Bacterial gene expression systems play a crucial role in producing valuable biological macromolecules, such as recombinant proteins and polysaccharides. However, traditional inducible gene systems have limitations that need costly chemical inducers that can harm the host. To address these challenges, a novel peptide-activated auto-inducible gene expression system was developed in Bacillus subtilis, leveraging Accessory gene regulatory system (Agr), a two-component signal system, from Staphylococcus aureus to trigger gene expression in response to an auto-inducible peptide (AIP).
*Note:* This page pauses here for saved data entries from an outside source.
//! Stale-while-revalidate behavior of the card database cache

use fateseal_rs::{
    core::CardData,
    loader::{
        source::{CARDS_FILE, VERSION_FILE},
        CardDataSource, CardStore, DatabaseCache, DiskStore, DownloadProgress, FileSource,
    },
    logger::Logger,
    FatesealError, Result,
};
use std::path::{Path, PathBuf};
use std::sync::Arc;
use std::time::Duration;

const FIXTURE_VERSION: &str = "2024-06-01T00:00:00Z";

/// Scratch workspace with a source directory seeded from test_data/
struct Workspace {
    root: PathBuf,
}

impl Workspace {
    fn new(name: &str) -> Self {
        let nanos = std::time::SystemTime::now()
            .duration_since(std::time::UNIX_EPOCH)
            .map(|d| d.as_nanos())
            .unwrap_or(0);
        let root = std::env::temp_dir().join(format!(
            "fateseal-cache-{name}-{}-{nanos}",
            std::process::id()
        ));
        let source = root.join("source");
        std::fs::create_dir_all(&source).expect("create source dir");

        let fixtures = PathBuf::from(env!("CARGO_MANIFEST_DIR")).join("test_data");
        for file in [CARDS_FILE, VERSION_FILE] {
            std::fs::copy(fixtures.join(file), source.join(file)).expect("copy fixture");
        }
        Workspace { root }
    }

    fn source_dir(&self) -> PathBuf {
        self.root.join("source")
    }

    fn cache_dir(&self) -> PathBuf {
        self.root.join("cache")
    }

    fn cache(&self, logger: &Arc<Logger>) -> DatabaseCache<FileSource, DiskStore> {
        DatabaseCache::new(
            FileSource::new(self.source_dir()),
            DiskStore::new(self.cache_dir()),
            Arc::clone(logger),
        )
    }

    /// Publish a new remote version with one extra card
    fn bump_version(&self, version: &str) {
        let source = self.source_dir();
        let text = std::fs::read_to_string(source.join(CARDS_FILE)).expect("read cards");
        let mut data: serde_json::Value = serde_json::from_str(&text).expect("parse cards");
        data["Mountain"] = serde_json::json!({
            "name": "Mountain",
            "prints": [{
                "id": "mtn-lea-295",
                "set": "lea",
                "collectorNumber": "295",
                "images": { "front": "https://cards.example/mtn-lea-295.jpg" }
            }]
        });
        std::fs::write(source.join(CARDS_FILE), data.to_string()).expect("write cards");
        write_version(&source, version);
    }
}

impl Drop for Workspace {
    fn drop(&mut self) {
        let _ = std::fs::remove_dir_all(&self.root);
    }
}

fn write_version(dir: &Path, version: &str) {
    let json = serde_json::json!({ "lastUpdated": version });
    std::fs::write(dir.join(VERSION_FILE), json.to_string()).expect("write version");
}

#[tokio::test]
async fn test_first_load_downloads_and_stores() -> Result<()> {
    let ws = Workspace::new("first-load");
    let logger = Arc::new(Logger::capturing());
    let cache = ws.cache(&logger);
    assert!(cache.snapshot().is_none());
    assert!(cache.status().loading);

    let update_check = cache.initialize().await?;
    assert!(update_check.is_none(), "nothing cached: no background check");

    let loaded = cache.snapshot().expect("database published");
    assert_eq!(loaded.db.len(), 8);
    assert_eq!(loaded.version.as_deref(), Some(FIXTURE_VERSION));
    assert_eq!(loaded.index.len(), 8);

    let status = cache.status();
    assert!(!status.loading);
    assert!(!status.is_first_load);
    assert_eq!(status.progress, 100.0);
    assert_eq!(status.error, None);

    let meta = DiskStore::new(ws.cache_dir()).meta().await?.expect("meta stored");
    assert_eq!(meta.version, FIXTURE_VERSION);
    assert_eq!(meta.card_count, 8);
    assert!(meta.last_checked > 0);
    Ok(())
}

#[tokio::test]
async fn test_cached_snapshot_served_then_checked() -> Result<()> {
    let ws = Workspace::new("warm");
    let logger = Arc::new(Logger::capturing());
    ws.cache(&logger).initialize().await?;

    // Second run: served from cache, background check finds nothing new
    let cache = ws.cache(&logger);
    let update_check = cache.initialize().await?.expect("background check spawned");
    assert_eq!(cache.snapshot().map(|l| l.db.len()), Some(8));
    assert!(!update_check.await.map_err(FatesealError::from)?);
    assert!(logger.contains("Loaded 8 cards from cache"));
    Ok(())
}

#[tokio::test]
async fn test_new_version_swaps_snapshot() -> Result<()> {
    let ws = Workspace::new("update");
    let logger = Arc::new(Logger::capturing());
    ws.cache(&logger).initialize().await?;
    ws.bump_version("2024-07-01T00:00:00Z");

    let cache = ws.cache(&logger);
    let update_check = cache.initialize().await?.expect("background check spawned");
    let stale = cache.snapshot().expect("stale snapshot served");
    assert_eq!(stale.db.len(), 8);

    assert!(update_check.await.map_err(FatesealError::from)?);

    let fresh = cache.snapshot().expect("fresh snapshot");
    assert_eq!(fresh.db.len(), 9);
    assert!(fresh.db.contains("Mountain"));
    assert_eq!(fresh.version.as_deref(), Some("2024-07-01T00:00:00Z"));
    // Readers holding the old snapshot are unaffected
    assert_eq!(stale.db.len(), 8);

    let stored = DiskStore::new(ws.cache_dir());
    assert_eq!(
        stored.stored_version().await?.as_deref(),
        Some("2024-07-01T00:00:00Z")
    );
    Ok(())
}

/// Source whose freshness check always fails
struct UnreachableSource;

impl CardDataSource for UnreachableSource {
    async fn fetch_version(&self) -> Result<String> {
        Err(FatesealError::DatabaseUnavailable(
            "connection refused".to_string(),
        ))
    }

    async fn fetch_card_data<F>(&self, _on_progress: F) -> Result<CardData>
    where
        F: FnMut(DownloadProgress) + Send,
    {
        Err(FatesealError::DatabaseUnavailable(
            "connection refused".to_string(),
        ))
    }
}

#[tokio::test]
async fn test_failed_refresh_keeps_stale_snapshot() -> Result<()> {
    let ws = Workspace::new("offline");
    let logger = Arc::new(Logger::capturing());
    ws.cache(&logger).initialize().await?;

    let cache = DatabaseCache::new(
        UnreachableSource,
        DiskStore::new(ws.cache_dir()),
        Arc::clone(&logger),
    );
    let update_check = cache.initialize().await?.expect("background check spawned");
    assert!(!update_check.await.map_err(FatesealError::from)?);

    assert_eq!(cache.snapshot().map(|l| l.db.len()), Some(8));
    assert!(logger.contains("Failed to check for updates"));
    assert_eq!(cache.status().error, None);
    Ok(())
}

#[tokio::test]
async fn test_first_load_failure_is_reported() {
    let logger = Arc::new(Logger::capturing());
    let ws = Workspace::new("no-source");
    let cache = DatabaseCache::new(
        UnreachableSource,
        DiskStore::new(ws.cache_dir()),
        Arc::clone(&logger),
    );

    let result = cache.initialize().await;
    assert!(matches!(result, Err(FatesealError::DatabaseUnavailable(_))));
    assert!(cache.snapshot().is_none());

    let status = cache.status();
    assert!(!status.loading);
    assert!(status.error.is_some());
    assert!(logger.contains("Failed to download card data"));
}

/// File source that takes a while to answer the freshness check
struct SlowSource(FileSource);

impl CardDataSource for SlowSource {
    async fn fetch_version(&self) -> Result<String> {
        tokio::time::sleep(Duration::from_millis(20)).await;
        self.0.fetch_version().await
    }

    async fn fetch_card_data<F>(&self, on_progress: F) -> Result<CardData>
    where
        F: FnMut(DownloadProgress) + Send,
    {
        self.0.fetch_card_data(on_progress).await
    }
}

#[tokio::test]
async fn test_overlapping_checks_are_skipped() -> Result<()> {
    let ws = Workspace::new("overlap");
    let logger = Arc::new(Logger::capturing());
    let cache = DatabaseCache::new(
        SlowSource(FileSource::new(ws.source_dir())),
        DiskStore::new(ws.cache_dir()),
        Arc::clone(&logger),
    );

    let (first, second) = tokio::join!(
        cache.check_for_updates(None),
        cache.check_for_updates(None)
    );
    assert!(first);
    assert!(!second);

    // Guard is released once the check finishes
    assert!(!cache.check_for_updates(Some(FIXTURE_VERSION.to_string())).await);
    assert!(logger.contains("up to date"));
    Ok(())
}

#[tokio::test]
async fn test_progress_and_clear() -> Result<()> {
    let ws = Workspace::new("progress");
    let source = FileSource::new(ws.source_dir());

    let mut reports = Vec::new();
    let data = source
        .fetch_card_data(|progress| reports.push(progress.percent()))
        .await?;
    assert_eq!(data.len(), 8);
    assert!(!reports.is_empty());
    assert!(reports.windows(2).all(|w| w[0] <= w[1]));
    assert_eq!(reports.last().copied(), Some(100.0));

    let logger = Arc::new(Logger::capturing());
    let cache = ws.cache(&logger);
    cache.initialize().await?;
    cache.clear().await?;

    let store = DiskStore::new(ws.cache_dir());
    assert!(store.load_cards().await?.is_none());
    assert!(store.meta().await?.is_none());
    // The published database stays usable
    assert!(cache.snapshot().is_some());
    Ok(())
}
This system mimics a cell density-dependent regulatory mechanism, allowing for the intuitive activation of gene expression as accumulation of AIP. By precisely tuning the level of AIP, the auto-induction time was successfully delayed, however, at the expense of slightly reducing the strength of effector promoter P3, thus decreasing level of output expression. Furthermore, modulation of the stoichiometry of sensor protein AgrC allowed for fine-tuning of the auto-induction time, temporal dynamics, and expression levels. The robustness of the system was improved by strengthening P3 while maintaining the delayed auto-induction time. The versatility and efficacy of the system was demonstrated by the efficient production of various industrial enzymes. This study paves the way for the application of bacterial two-component signal systems to design synthetic gene circuits.